I currently use cos-similarity on the Normalized Frequency of the words within each document. I don't use the TF-IDF (Term frequency, Inverse document frequency) because of the scalability issue since I get more and more documents.

Initially

My first version was to start with the currently available documents, compute a big Term-Document matrix A, and then compute S = A^T x A so that S(i, j) is (after normalization by both norm(doc(i)) and norm(doc(j))) the cos-similarity between documents i and j whose word frequencies are respectively doc(i) and doc(j).

For new documents

What do I do when I get a new document doc(k)? Well, I have to compute the similarity of this document with all the previous ones, which doesn't require to build a whole matrix. I can just take the inner-product of doc(k) dot doc(j) for all previous j, and that result in S(k, j), which is great.

The troubles

  1. Computing S in Node.js is really long. Way too long in fact! So I decided to create a C++ module which would do the whole thing much faster. And it does! But I cannot wait for it, I should be able to use intermediate results. And what I mean by "not wait for it" is both

    a. wait for the computation to be done, but also
    b. wait for the matrix A to be built (it's a big one).

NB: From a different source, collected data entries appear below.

//! Browser query editor (YASGUI) page

use once_cell::sync::Lazy;
use regex::{Captures, Regex};
use serde::Serialize;

use crate::config::EndpointConfig;

/// Longer names first: alternation is leftmost-first
static PLACEHOLDER: Lazy<Regex> = Lazy::new(|| {
    Regex::new(r"\$(TITLE|DESCRIPTION|FAVICON|EXAMPLE_QUERIES|EXAMPLE_QUERY)").expect("valid regex")
});

const TEMPLATE: &str = r#"<!DOCTYPE html>
<html lang="en">
<head>
  <meta charset="utf-8">
  <title>$TITLE</title>
  <meta name="description" content="$DESCRIPTION">
  <link rel="icon" href="$FAVICON">
  <link href="https://unpkg.com/@triply/yasgui@4/build/yasgui.min.css" rel="stylesheet" type="text/css" />
  <script src="https://unpkg.com/@triply/yasgui@4/build/yasgui.min.js"></script>
</head>
<body>
  <div id="yasgui"></div>
  <script>
    Yasqe.defaults.value = $EXAMPLE_QUERY;
    const endpoint = window.location.href.split("?")[0];
    const yasgui = new Yasgui(document.getElementById("yasgui"), {
      requestConfig: { endpoint: endpoint, method: "POST" },
      copyEndpointOnNewTab: false,
    });
    const exampleQueries = $EXAMPLE_QUERIES;
    Object.entries(exampleQueries).forEach(([name, example]) => {
      yasgui.addTab(false, {
        ...Yasgui.Tab.getDefaults(),
        name: name,
        requestConfig: { endpoint: example.endpoint || endpoint, method: "POST" },
        yasqe: { value: example.query },
      });
    });
  </script>
</body>
</html>
"#;

/// Render the query editor page for this endpoint.
///
/// Placeholders are substituted in one pass, so configured values are never
/// rescanned for placeholders.
pub fn render(config: &EndpointConfig) -> String {
    PLACEHOLDER
        .replace_all(TEMPLATE, |caps: &Captures| match &caps[1] {
            "TITLE" => escape_html(&config.title),
            "DESCRIPTION" => escape_html(&config.description),
            "FAVICON" => escape_html(&config.favicon),
            "EXAMPLE_QUERY" => script_value(&config.example_query),
            "EXAMPLE_QUERIES" => script_value(&config.example_queries),
            other => format!("${}", other),
        })
        .into_owned()
}

fn escape_html(text: &str) -> String {
    let mut escaped = String::with_capacity(text.len());
    for c in text.chars() {
        match c {
            '&' => escaped.push_str("&amp;"),
            '<' => escaped.push_str("&lt;"),
            '>' => escaped.push_str("&gt;"),
            '"' => escaped.push_str("&quot;"),
            '\'' => escaped.push_str("&#39;"),
            _ => escaped.push(c),
        }
    }
    escaped
}

/// JSON literal that cannot close the surrounding script element
fn script_value<T: Serialize + ?Sized>(value: &T) -> String {
    serde_json::to_string(value)
        .unwrap_or_else(|_| "null".to_string())
        .replace("</", "<\\/")
}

  2. Computing new S(k, j) can take advantage of the fact that documents have way less words than the set of all the given words (which I use to build the whole matrix A). Thus, it looks faster to do it in Node.js, avoiding a lot of extra-resource to be taken to access the data.

But is there any better way to do that?

Note : the reason I started computing S is that I can easily build A in Node.js where I have access to all the data, and then do the matrix multiplication in C++ and get it back in Node.js, which speeds the whole thing a lot. But now that computing S gets impracticable, it looks useless.

Note 2 : yep, I don't have to compute the whole S, I can just compute the upper-right elements (or the lower-left ones), but that's not the issue. The time computation issue is not of that order.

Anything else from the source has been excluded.